Collected data:
-=-=-=-=-

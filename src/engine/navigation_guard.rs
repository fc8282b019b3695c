// ==========================================
// 校园考勤核心 - 离开拦截
// ==========================================
// 职责: 把"离开页面"建模为需要先经守卫批准的状态转换
// 规则:
//   - 工作集为脏 → 拦截，调用方只能二选一: 放弃(Discard) / 留下(Stay)
//   - 所有离开路径都必须经过守卫（返回键、会话过期跳转、程序化跳转）
// 红线: 守卫不做 I/O，不持有状态
// ==========================================

use crate::domain::WorkingSet;
use crate::engine::change_tracker::ChangeTracker;
use serde::Serialize;
use tracing::info;

/// 离开原因
#[derive(Debug, Clone, Copy, PartialEq, Eq, Serialize)]
pub enum ExitReason {
    /// 用户点击返回
    BackAction,
    /// 会话过期，需跳转到登录
    SessionExpired,
    /// 其他程序化跳转
    Redirect,
}

/// 守卫判定
#[derive(Debug, Clone, Copy, PartialEq, Eq)]
pub enum ExitDecision {
    /// 可以直接离开
    Proceed,
    /// 存在未保存修改，需用户选择
    Blocked,
}

/// 被拦截后的用户选择
#[derive(Debug, Clone, Copy, PartialEq, Eq)]
pub enum ExitResolution {
    /// 放弃修改并离开
    Discard,
    /// 取消离开
    Stay,
}

/// 离开拦截守卫
#[derive(Debug, Clone, Copy, Default)]
pub struct NavigationGuard;

impl NavigationGuard {
    /// 是否需要拦截离开
    pub fn should_block_exit(ws: &WorkingSet) -> bool {
        ChangeTracker::is_dirty(ws)
    }

    /// 评估一次离开请求；尚未构建工作集时总是放行
    pub fn evaluate(ws: Option<&WorkingSet>, reason: ExitReason) -> ExitDecision {
        match ws {
            Some(ws) if Self::should_block_exit(ws) => {
                info!(
                    "离开被拦截: reason={:?}, class_id={}, date={}, dirty_entries={}",
                    reason,
                    ws.class_id(),
                    ws.date(),
                    ws.summary().dirty
                );
                ExitDecision::Blocked
            }
            _ => ExitDecision::Proceed,
        }
    }

    /// 应用用户的选择
    ///
    /// # 返回
    /// - Some(ws'): 放弃修改，返回清除 dirty 后的工作集，离开继续
    /// - None: 留下，工作集保持原样
    pub fn resolve(ws: &WorkingSet, resolution: ExitResolution) -> Option<WorkingSet> {
        match resolution {
            ExitResolution::Discard => Some(ChangeTracker::clear_dirty(ws)),
            ExitResolution::Stay => None,
        }
    }
}
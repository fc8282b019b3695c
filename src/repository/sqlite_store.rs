// ==========================================
// 校园考勤核心 - 本地 SQLite 考勤存储
// ==========================================
// 职责: AttendanceBackend 的 SQLite 实现（命令行与集成测试使用）
// 红线: Repository 不含业务逻辑，只负责数据访问
// ==========================================

use crate::db::{init_schema, open_sqlite_connection};
use crate::domain::{AttendanceStatus, PersistedRecord, RecordEntry, RecordPayload, Student};
use crate::repository::backend::{AttendanceBackend, BackendError};
use crate::repository::credential::Credential;
use crate::repository::error::{RepositoryError, RepositoryResult};
use async_trait::async_trait;
use chrono::{NaiveDate, Utc};
use rusqlite::{params, Connection, OptionalExtension};
use std::collections::HashSet;
use std::sync::{Arc, Mutex};
use uuid::Uuid;

const DATE_FORMAT: &str = "%Y-%m-%d";

// ==========================================
// SqliteAttendanceStore - 考勤存储
// ==========================================
/// 考勤存储
/// 职责: 管理 class_roster / attendance_record / attendance_record_entry / api_credential 表
pub struct SqliteAttendanceStore {
    conn: Arc<Mutex<Connection>>,
}

impl SqliteAttendanceStore {
    /// 打开（必要时创建）数据库并初始化 schema
    pub fn new(db_path: &str) -> RepositoryResult<Self> {
        let conn = open_sqlite_connection(db_path)?;
        init_schema(&conn)?;
        Ok(Self {
            conn: Arc::new(Mutex::new(conn)),
        })
    }

    /// 从已有连接创建存储实例（调用方负责 schema）
    pub fn from_connection(conn: Arc<Mutex<Connection>>) -> Self {
        Self { conn }
    }

    /// 获取数据库连接
    fn get_conn(&self) -> RepositoryResult<std::sync::MutexGuard<Connection>> {
        self.conn
            .lock()
            .map_err(|e| RepositoryError::LockError(e.to_string()))
    }

    // ==========================================
    // 维护接口（种子数据）
    // ==========================================

    /// 登记一个可接受的凭证
    pub fn register_credential(&self, token: &str) -> RepositoryResult<()> {
        let conn = self.get_conn()?;
        conn.execute(
            "INSERT OR IGNORE INTO api_credential (token, created_at) VALUES (?1, ?2)",
            params![token, Utc::now().to_rfc3339()],
        )?;
        Ok(())
    }

    /// 新增或更新名册中的学生
    pub fn upsert_student(&self, class_id: &str, student: &Student) -> RepositoryResult<()> {
        let conn = self.get_conn()?;
        conn.execute(
            r#"
            INSERT INTO class_roster (class_id, student_id, display_name, external_student_id)
            VALUES (?1, ?2, ?3, ?4)
            ON CONFLICT(class_id, student_id) DO UPDATE SET
                display_name = ?3,
                external_student_id = ?4
            "#,
            params![
                class_id,
                student.id,
                student.display_name,
                student.external_student_id
            ],
        )?;
        Ok(())
    }

    /// 从名册中移除学生（历史考勤条目保留）
    pub fn remove_student(&self, class_id: &str, student_id: &str) -> RepositoryResult<bool> {
        let conn = self.get_conn()?;
        let affected = conn.execute(
            "DELETE FROM class_roster WHERE class_id = ?1 AND student_id = ?2",
            params![class_id, student_id],
        )?;
        Ok(affected > 0)
    }

    /// 统计班级的考勤记录数
    pub fn count_records(&self, class_id: &str) -> RepositoryResult<i64> {
        let conn = self.get_conn()?;
        let count = conn.query_row(
            "SELECT COUNT(*) FROM attendance_record WHERE class_id = ?1",
            params![class_id],
            |row| row.get(0),
        )?;
        Ok(count)
    }

    // ==========================================
    // 同步实现（不跨 await 持有锁）
    // ==========================================

    fn check_credential(conn: &Connection, credential: &Credential) -> RepositoryResult<()> {
        let known: Option<i64> = conn
            .query_row(
                "SELECT 1 FROM api_credential WHERE token = ?1",
                params![credential.expose()],
                |row| row.get(0),
            )
            .optional()?;
        match known {
            Some(_) => Ok(()),
            None => Err(RepositoryError::CredentialRejected),
        }
    }

    fn load_roster(&self, credential: &Credential, class_id: &str) -> RepositoryResult<Vec<Student>> {
        let conn = self.get_conn()?;
        Self::check_credential(&conn, credential)?;

        let mut stmt = conn.prepare(
            r#"
            SELECT student_id, display_name, external_student_id
            FROM class_roster
            WHERE class_id = ?1
            ORDER BY display_name, student_id
            "#,
        )?;
        let rows = stmt.query_map(params![class_id], |row| {
            Ok(Student {
                id: row.get(0)?,
                display_name: row.get(1)?,
                external_student_id: row.get(2)?,
            })
        })?;

        let mut students = Vec::new();
        for row in rows {
            students.push(row?);
        }

        if students.is_empty() {
            return Err(RepositoryError::NotFound {
                entity: "ClassRoster".to_string(),
                id: class_id.to_string(),
            });
        }
        Ok(students)
    }

    fn load_record(
        &self,
        credential: &Credential,
        class_id: &str,
        date: NaiveDate,
    ) -> RepositoryResult<PersistedRecord> {
        let conn = self.get_conn()?;
        Self::check_credential(&conn, credential)?;

        let record_id: Option<String> = conn
            .query_row(
                "SELECT record_id FROM attendance_record WHERE class_id = ?1 AND record_date = ?2",
                params![class_id, date.format(DATE_FORMAT).to_string()],
                |row| row.get(0),
            )
            .optional()?;

        let record_id = record_id.ok_or_else(|| RepositoryError::NotFound {
            entity: "AttendanceRecord".to_string(),
            id: format!("{}@{}", class_id, date),
        })?;

        let entries = Self::load_entries(&conn, &record_id)?;
        Ok(PersistedRecord {
            record_id,
            date,
            entries,
        })
    }

    fn load_entries(conn: &Connection, record_id: &str) -> RepositoryResult<Vec<RecordEntry>> {
        let mut stmt = conn.prepare(
            r#"
            SELECT student_id, status, remarks
            FROM attendance_record_entry
            WHERE record_id = ?1
            ORDER BY student_id
            "#,
        )?;
        let rows = stmt.query_map(params![record_id], |row| {
            Ok((
                row.get::<_, String>(0)?,
                row.get::<_, String>(1)?,
                row.get::<_, String>(2)?,
            ))
        })?;

        let mut entries = Vec::new();
        for row in rows {
            let (student_id, status, remarks) = row?;
            let status = status
                .parse::<AttendanceStatus>()
                .map_err(|e| RepositoryError::FieldValueError {
                    field: "status".to_string(),
                    message: e.to_string(),
                })?;
            entries.push(RecordEntry {
                student_id,
                status,
                remarks,
            });
        }
        Ok(entries)
    }

    fn validate_payload(payload: &RecordPayload) -> RepositoryResult<()> {
        let mut seen = HashSet::new();
        for entry in &payload.entries {
            if entry.student_id.trim().is_empty() {
                return Err(RepositoryError::FieldValueError {
                    field: "studentId".to_string(),
                    message: "学生ID为空".to_string(),
                });
            }
            if !seen.insert(entry.student_id.as_str()) {
                return Err(RepositoryError::FieldValueError {
                    field: "studentId".to_string(),
                    message: format!("重复的学生ID: {}", entry.student_id),
                });
            }
        }
        Ok(())
    }

    fn insert_entries(
        tx: &rusqlite::Transaction<'_>,
        record_id: &str,
        entries: &[RecordEntry],
    ) -> RepositoryResult<()> {
        let mut stmt = tx.prepare(
            "INSERT INTO attendance_record_entry (record_id, student_id, status, remarks) VALUES (?1, ?2, ?3, ?4)",
        )?;
        for entry in entries {
            stmt.execute(params![
                record_id,
                entry.student_id,
                entry.status.as_str(),
                entry.remarks
            ])?;
        }
        Ok(())
    }

    fn insert_record(
        &self,
        credential: &Credential,
        class_id: &str,
        payload: &RecordPayload,
    ) -> RepositoryResult<PersistedRecord> {
        let mut conn = self.get_conn()?;
        Self::check_credential(&conn, credential)?;
        Self::validate_payload(payload)?;

        let record_id = Uuid::new_v4().to_string();
        let now = Utc::now().to_rfc3339();

        let tx = conn.transaction()?;
        tx.execute(
            r#"
            INSERT INTO attendance_record (record_id, class_id, record_date, created_at, updated_at)
            VALUES (?1, ?2, ?3, ?4, ?4)
            "#,
            params![
                record_id,
                class_id,
                payload.date.format(DATE_FORMAT).to_string(),
                now
            ],
        )?;
        Self::insert_entries(&tx, &record_id, &payload.entries)?;
        tx.commit()?;

        Ok(PersistedRecord {
            record_id,
            date: payload.date,
            entries: payload.entries.clone(),
        })
    }

    fn replace_record(
        &self,
        credential: &Credential,
        class_id: &str,
        record_id: &str,
        payload: &RecordPayload,
    ) -> RepositoryResult<PersistedRecord> {
        let mut conn = self.get_conn()?;
        Self::check_credential(&conn, credential)?;
        Self::validate_payload(payload)?;

        let stored_date: Option<String> = conn
            .query_row(
                "SELECT record_date FROM attendance_record WHERE record_id = ?1 AND class_id = ?2",
                params![record_id, class_id],
                |row| row.get(0),
            )
            .optional()?;
        let stored_date = stored_date.ok_or_else(|| RepositoryError::NotFound {
            entity: "AttendanceRecord".to_string(),
            id: record_id.to_string(),
        })?;
        if stored_date != payload.date.format(DATE_FORMAT).to_string() {
            return Err(RepositoryError::FieldValueError {
                field: "date".to_string(),
                message: format!("记录日期为 {}，请求日期为 {}", stored_date, payload.date),
            });
        }

        let tx = conn.transaction()?;
        tx.execute(
            "DELETE FROM attendance_record_entry WHERE record_id = ?1",
            params![record_id],
        )?;
        Self::insert_entries(&tx, record_id, &payload.entries)?;
        tx.execute(
            "UPDATE attendance_record SET updated_at = ?2 WHERE record_id = ?1",
            params![record_id, Utc::now().to_rfc3339()],
        )?;
        tx.commit()?;

        Ok(PersistedRecord {
            record_id: record_id.to_string(),
            date: payload.date,
            entries: payload.entries.clone(),
        })
    }
}

#[async_trait]
impl AttendanceBackend for SqliteAttendanceStore {
    async fn fetch_roster(
        &self,
        credential: &Credential,
        class_id: &str,
    ) -> Result<Vec<Student>, BackendError> {
        Ok(self.load_roster(credential, class_id)?)
    }

    async fn fetch_record(
        &self,
        credential: &Credential,
        class_id: &str,
        date: NaiveDate,
    ) -> Result<PersistedRecord, BackendError> {
        Ok(self.load_record(credential, class_id, date)?)
    }

    async fn create_record(
        &self,
        credential: &Credential,
        class_id: &str,
        payload: &RecordPayload,
    ) -> Result<PersistedRecord, BackendError> {
        Ok(self.insert_record(credential, class_id, payload)?)
    }

    async fn update_record(
        &self,
        credential: &Credential,
        class_id: &str,
        record_id: &str,
        payload: &RecordPayload,
    ) -> Result<PersistedRecord, BackendError> {
        Ok(self.replace_record(credential, class_id, record_id, payload)?)
    }
}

-=-=-=-=-

Work to complete:
If a line of the records includes the string "crate", copy it out.

Output:
use crate::domain::WorkingSet;
use crate::engine::change_tracker::ChangeTracker;
use crate::db::{init_schema, open_sqlite_connection};
use crate::domain::{AttendanceStatus, PersistedRecord, RecordEntry, RecordPayload, Student};
use crate::repository::backend::{AttendanceBackend, BackendError};
use crate::repository::credential::Credential;
use crate::repository::error::{RepositoryError, RepositoryResult};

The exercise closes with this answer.